- _Required action_: The lines from the one containing "Default identity backend" through the final line of the data below must be written out exactly, both included, and nothing more.
____ Supplied data
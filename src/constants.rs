// Fundamental configuration constants
pub const DEFAULT_HOST: &str = "0.0.0.0";
pub const DEFAULT_PORT: u16 = 9200;

// Constraint backing
pub const DEFAULT_CONSTRAINT_TABLE: &str = "security";
pub const DEFAULT_CONSTRAINT_KIND: &str = "constraint";

// Token storage and lifetime
pub const DEFAULT_TOKEN_TABLE: &str = "auth";
pub const DEFAULT_TOKEN_KIND: &str = "token";
pub const DEFAULT_TOKEN_PARAM: &str = "token";
pub const DEFAULT_SESSION_TIMEOUT_MS: u64 = 1000 * 60 * 30;

// Default identity backend
pub const DEFAULT_AUTHENTICATOR_NAME: &str = "index";
pub const DEFAULT_USER_TABLE: &str = "auth";
pub const DEFAULT_USER_KIND: &str = "user";

// Login / logout flow
pub const DEFAULT_LOGIN_PATH: &str = "/login";
pub const DEFAULT_LOGOUT_PATH: &str = "/logout";

// Upper bound on any single document store call
pub const DEFAULT_STORE_TIMEOUT_MS: u64 = 5000;
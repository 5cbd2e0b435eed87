pub mod auth;
pub mod filters;

pub use auth::{extract_token_from_cookie, extract_token_from_query, extract_token_from_request};
pub use filters::{handle_rejection, login_filter, logout_filter, with_auth, AuthRejection};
________
- _Solution to this problem_:
// Default identity backend
pub const DEFAULT_AUTHENTICATOR_NAME: &str = "index";
pub const DEFAULT_USER_TABLE: &str = "auth";
pub const DEFAULT_USER_KIND: &str = "user";

// Login / logout flow
pub const DEFAULT_LOGIN_PATH: &str = "/login";
pub const DEFAULT_LOGOUT_PATH: &str = "/logout";

// Upper bound on any single document store call
pub const DEFAULT_STORE_TIMEOUT_MS: u64 = 5000;
repository 5cbd2e0b435eed87
pub mod auth;
pub mod filters;

pub use auth::{extract_token_from_cookie, extract_token_from_query, extract_token_from_request};
pub use filters::{handle_rejection, login_filter, logout_filter, with_auth, AuthRejection};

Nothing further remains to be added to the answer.